This memo describes how the Transport Area directors along with the
SIP and SIPPING working group chairs have decided to deal with such
suggestions. The effects of adding new features, often in a case
where a point solution is sought, can be to damage security or to
greatly increase complexity. Therefore this memo documents a process
intended to apply architectural discipline to the future development
of SIP.
1. Terminology
In this document, the key words "MAY", "MUST, "MUST NOT",
"SHOULD", and "SHOULD NOT", are to be interpreted as described in
Keywords [1]
2. History and Development
2.1 The IETF SIP Working Group
The IETF Session Initiation Protocol (sip) Working Group has been
chartered to be the "owner" of the SIP protocol [3], while the
working group continues. All changes or extensions to SIP must first
exist as SIP Working Group documents. The SIP Working group is
charged with being the guardian of the SIP protocol for the Internet.
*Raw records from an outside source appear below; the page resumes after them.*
//! Geometric early reflections with click-free resizing.
//!
//! Each room axis (height, length, width) contributes two first-order
//! reflections: the listener sits somewhere along the axis, so the round trip
//! to each wall is split unevenly. Height uses a fixed ear height of up to
//! 6 ft; the other two axes split at a per-instance random ratio so that two
//! instances (left/right channels, say) decorrelate.
//!
//! Resizing never jumps. The six taps live in two slots, A and B. A resize
//! writes the new geometry into the slot being faded *to* and sweeps an
//! equal-power crossfade over about 1/40 s. Independently, the reported room
//! dimensions ease toward their goals at 0.005 ft per sample, and the reverb
//! window derived from them follows. The taps snap; the window glides.
//!
//! The mixed taps pass through one voice of a shared material filter, a
//! two-point average, and the echo gain, and are then summed with the dry
//! input.

use chamber_core::{
    DEFAULT_SEED, FilterDesigner, FilterError, Lcg, SampleRing, VoiceHandle, equal_power,
    flush_denormal, slew_toward,
};
use libm::{powf, roundf};

use crate::SPEED_OF_SOUND;

/// Largest room edge, in feet, whose reflections fit in the history buffer.
pub const MAX_ROOM_FEET: f32 = 400.0;

/// Distance at which inverse-square attenuation reaches 1/4.
const REFERENCE_DISTANCE_FT: f32 = 100.0;

/// Crossfade steps per second (a full sweep takes 1/40 s).
const TRANSITION_RATE: f32 = 40.0;

/// Per-sample easing of the reported dimensions, in feet.
const DIMENSION_EASING_FT: f32 = 0.005;

/// Highest point of a reflection path off the floor, in feet.
const EAR_HEIGHT_FT: f32 = 6.0;

/// Six reflection taps and their precomputed attenuation.
#[derive(Debug, Clone, Copy, PartialEq)]
pub struct TapSet {
    offsets: [usize; 6],
    weights: [f32; 6],
}

impl TapSet {
    const EMPTY: TapSet = TapSet {
        offsets: [0; 6],
        weights: [0.0; 6],
    };

    fn new(offsets: [usize; 6], ref_delay: f32) -> Self {
        let weights = offsets.map(|offset| {
            let ratio = (ref_delay + offset as f32) / ref_delay;
            1.0 / (ratio * ratio)
        });
        Self { offsets, weights }
    }

    /// Tap delays in samples: floor, ceiling, front, back, left, right.
    pub fn offsets(&self) -> [usize; 6] {
        self.offsets
    }

    /// Inverse-square weight of each tap.
    pub fn weights(&self) -> [f32; 6] {
        self.weights
    }

    #[inline]
    fn sum(&self, ring: &SampleRing) -> f32 {
        self.offsets
            .iter()
            .zip(&self.weights)
            .map(|(&offset, &weight)| ring.tap(offset) * weight)
            .sum()
    }
}

/// Early-reflection stage for one rectangular room.
///
/// # Example
///
/// ```rust
/// use chamber_core::{FilterDesigner, ResponseType};
/// use chamber_effects::EarlyReflections;
///
/// let mut wood = FilterDesigner::design(ResponseType::HighShelf, 48000.0, 4000.0, 2.0, 1.0)?;
/// let mut er = EarlyReflections::new(48000.0, 30.0, 20.0, 12.0, 0.2, &mut wood);
///
/// let dry = er.process(1.0, &mut wood)?;
/// assert_eq!(dry, 1.0); // no echo has arrived yet
///
/// er.set_size(60.0, 40.0, 20.0);
/// let [height, length, width] = er.delays();
/// assert!(length > width && width > height);
///
/// er.release(&mut wood);
/// # Ok::<(), chamber_core::FilterError>(())
/// ```
#[derive(Debug)]
pub struct EarlyReflections {
    ring: SampleRing,
    slot_a: TapSet,
    slot_b: TapSet,
    /// 0 = all slot A, 1 = all slot B.
    transition: f32,
    a_to_b: bool,
    /// Current `(l, w, h)`, easing toward `goal`.
    dims: [f32; 3],
    goal: [f32; 3],
    /// Axis resonance periods: height, length, width.
    resonances: [usize; 3],
    fb_jitter: f32,
    lr_jitter: f32,
    echo_factor: f32,
    prev_out: f32,
    voice: VoiceHandle,
    feet_per_sample: f32,
    ref_delay: f32,
    transition_step: f32,
}

impl EarlyReflections {
    /// Build a stage for an `l × w × h` ft room, drawing jitter from the
    /// default seed.
    ///
    /// Registers one voice with `filter`; hand it back with
    /// [`release`](Self::release).
    pub fn new(
        sample_rate: f32,
        length: f32,
        width: f32,
        height: f32,
        stereo_width: f32,
        filter: &mut FilterDesigner,
    ) -> Self {
        Self::with_seed(
            sample_rate,
            length,
            width,
            height,
            stereo_width,
            filter,
            DEFAULT_SEED,
        )
    }

    /// Like [`new`](Self::new), with an explicit jitter seed.
    ///
    /// `stereo_width` is clamped to `[0, 0.5]`: 0 puts the listener in the
    /// middle of the room, 0.5 allows anywhere between the walls.
    pub fn with_seed(
        sample_rate: f32,
        length: f32,
        width: f32,
        height: f32,
        stereo_width: f32,
        filter: &mut FilterDesigner,
        seed: u32,
    ) -> Self {
        let feet_per_sample = SPEED_OF_SOUND / sample_rate;
        let capacity = (2.0 * MAX_ROOM_FEET / feet_per_sample) as usize + 2;

        let stereo_width = stereo_width.clamp(0.0, 0.5);
        let mut rng = Lcg::new(seed);
        let fb_jitter = (rng.next_f32() - 0.5) * stereo_width * 2.0 + 0.5;
        let lr_jitter = (rng.next_f32() - 0.5) * stereo_width * 2.0 + 0.5;

        let dims = clamp_dims([length, width, height]);
        let mut er = Self {
            ring: SampleRing::new(capacity),
            slot_a: TapSet::EMPTY,
            slot_b: TapSet::EMPTY,
            transition: 0.0,
            a_to_b: true,
            dims,
            goal: dims,
            resonances: [0; 3],
            fb_jitter,
            lr_jitter,
            echo_factor: 1.0,
            prev_out: 0.0,
            voice: filter.register(),
            feet_per_sample,
            ref_delay: REFERENCE_DISTANCE_FT / feet_per_sample,
            transition_step: TRANSITION_RATE / sample_rate,
        };

        er.init_taps();
        er.a_to_b = false;
        er.init_taps();
        er
    }

    /// Process one sample: dry input plus filtered early echoes.
    #[inline]
    pub fn process(&mut self, input: f32, filter: &mut FilterDesigner) -> Result<f32, FilterError> {
        self.ring.push(input);

        let a = if self.transition < 1.0 {
            self.slot_a.sum(&self.ring)
        } else {
            0.0
        };
        let b = if self.transition > 0.0 {
            self.slot_b.sum(&self.ring)
        } else {
            0.0
        };

        if self.transition > 0.0 && self.transition < 1.0 {
            self.step_transition();
        }

        let (gain_a, gain_b) = equal_power(self.transition);
        let filtered = filter.process(a * gain_a + b * gain_b, self.voice)?;

        for (dim, goal) in self.dims.iter_mut().zip(self.goal) {
            *dim = slew_toward(*dim, goal, DIMENSION_EASING_FT);
        }

        let out = flush_denormal((filtered + self.prev_out) * 0.5);
        self.prev_out = out;
        Ok(out * self.echo_factor + input)
    }

    /// Retarget the room. Each dimension is clamped to at least 1 ft.
    ///
    /// The new taps are written into the slot being faded toward; calling this
    /// again mid-fade reverses direction and keeps the set that was incoming.
    pub fn set_size(&mut self, length: f32, width: f32, height: f32) {
        self.goal = clamp_dims([length, width, height]);
        self.a_to_b = !self.a_to_b;
        self.step_transition();
        self.init_taps();

        #[cfg(feature = "tracing")]
        tracing::debug!(
            length = self.goal[0],
            width = self.goal[1],
            height = self.goal[2],
            toward_b = self.a_to_b,
            transition = self.transition,
            "early reflections resized"
        );
    }

    /// Set the echo gain applied before the dry sum.
    pub fn set_factor(&mut self, factor: f32) {
        self.echo_factor = factor;
    }

    /// Echo gain.
    pub fn factor(&self) -> f32 {
        self.echo_factor
    }

    /// Axis resonance periods in samples: `[height, length, width]`.
    pub fn delays(&self) -> [usize; 3] {
        self.resonances
    }

    /// Shortest axis travel time in seconds, from the goal dimensions.
    pub fn min_delay(&self) -> f32 {
        self.goal.iter().copied().fold(f32::INFINITY, f32::min) / SPEED_OF_SOUND
    }

    /// Longest axis travel time in seconds, from the goal dimensions.
    pub fn max_delay(&self) -> f32 {
        self.goal.iter().copied().fold(0.0, f32::max) / SPEED_OF_SOUND
    }

    /// Delay window for a late tail, in samples, from the eased dimensions.
    ///
    /// `[mean(l, w, h), (l·w·h)^0.3 · 10]`, each converted from feet.
    pub fn reverb_window(&self) -> [f32; 2] {
        let [l, w, h] = self.dims;
        [
            (l + w + h) / 3.0 / self.feet_per_sample,
            powf(l * w * h, 0.3) * 10.0 / self.feet_per_sample,
        ]
    }

    /// Current (eased) dimensions `(l, w, h)` in feet.
    pub fn dimensions(&self) -> [f32; 3] {
        self.dims
    }

    /// Target dimensions `(l, w, h)` in feet.
    pub fn goal_dimensions(&self) -> [f32; 3] {
        self.goal
    }

    /// Tap set A.
    pub fn slot_a(&self) -> &TapSet {
        &self.slot_a
    }

    /// Tap set B.
    pub fn slot_b(&self) -> &TapSet {
        &self.slot_b
    }

    /// Crossfade position: 0 is all slot A, 1 all slot B.
    pub fn transition(&self) -> f32 {
        self.transition
    }

    /// Whether the crossfade is heading toward slot B.
    pub fn heading_to_b(&self) -> bool {
        self.a_to_b
    }

    /// The filter voice this stage owns.
    pub fn voice(&self) -> VoiceHandle {
        self.voice
    }

    /// Silence the history and smoothing state. Geometry is kept.
    pub fn reset(&mut self) {
        self.ring.clear();
        self.prev_out = 0.0;
    }

    /// Tear down, returning the voice to `filter`.
    pub fn release(self, filter: &mut FilterDesigner) {
        filter.unregister(self.voice);
    }

    fn step_transition(&mut self) {
        self.transition = if self.a_to_b {
            (self.transition + self.transition_step).min(1.0)
        } else {
            (self.transition - self.transition_step).max(0.0)
        };
    }

    /// Turn the goal geometry into taps for the slot being faded toward.
    fn init_taps(&mut self) {
        let [l, w, h] = self.goal;

        let height_pos = (h - 1.0).min(EAR_HEIGHT_FT);
        let length_pos = l * self.fb_jitter;
        let width_pos = w * self.lr_jitter;

        let offsets = [
            self.round_trip(height_pos),
            self.round_trip(h - height_pos),
            self.round_trip(length_pos),
            self.round_trip(l - length_pos),
            self.round_trip(width_pos),
            self.round_trip(w - width_pos),
        ];
        self.resonances = [
            self.feet_to_samples(h),
            self.feet_to_samples(l),
            self.feet_to_samples(w),
        ];

        let taps = TapSet::new(offsets, self.ref_delay);
        if self.a_to_b {
            self.slot_b = taps;
        } else {
            self.slot_a = taps;
        }
    }

    fn feet_to_samples(&self, feet: f32) -> usize {
        roundf(feet / self.feet_per_sample).max(0.0) as usize
    }

    /// Out-and-back delay to a wall `feet` away, clamped to the history.
    fn round_trip(&self, feet: f32) -> usize {
        (self.feet_to_samples(feet) * 2).min(self.ring.max_offset())
    }
}

fn clamp_dims(dims: [f32; 3]) -> [f32; 3] {
    dims.map(|d| if d >= 1.0 { d } else { 1.0 })
}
It should only extend or change the SIP protocol when there are
compelling reasons to do so.
Documents that must be handled by the SIP working group include new
SIP methods, new SIP option tags, new reponse codes, and new
standards track SIP headers. With the exception of "P-" headers
described in Section 4.1, all SIP extensions must be standards track
and must be developed in the IETF, from requirements provided by the
SIPPING Working Group.
IETF working groups do not live forever and the process after some
future closing of the SIP Working Group will be as follows: as is
typical of any concluded group, the mailing list of the group should
continue. Until a SIP follow-on or similar new working were to be
formed, the Transport Area Directors of the future time will use the
RFC 2026 IETF Standards Process [2] (section 6.1.2) non-working group
standards track document process using the SIP and SIPPING mailing-
lists (typically IETF keeps concluded working group mailing lists as
resources), and using designated experts from the SIP community for
Mankin, et al. Expires February 19, 2003 [Page 2]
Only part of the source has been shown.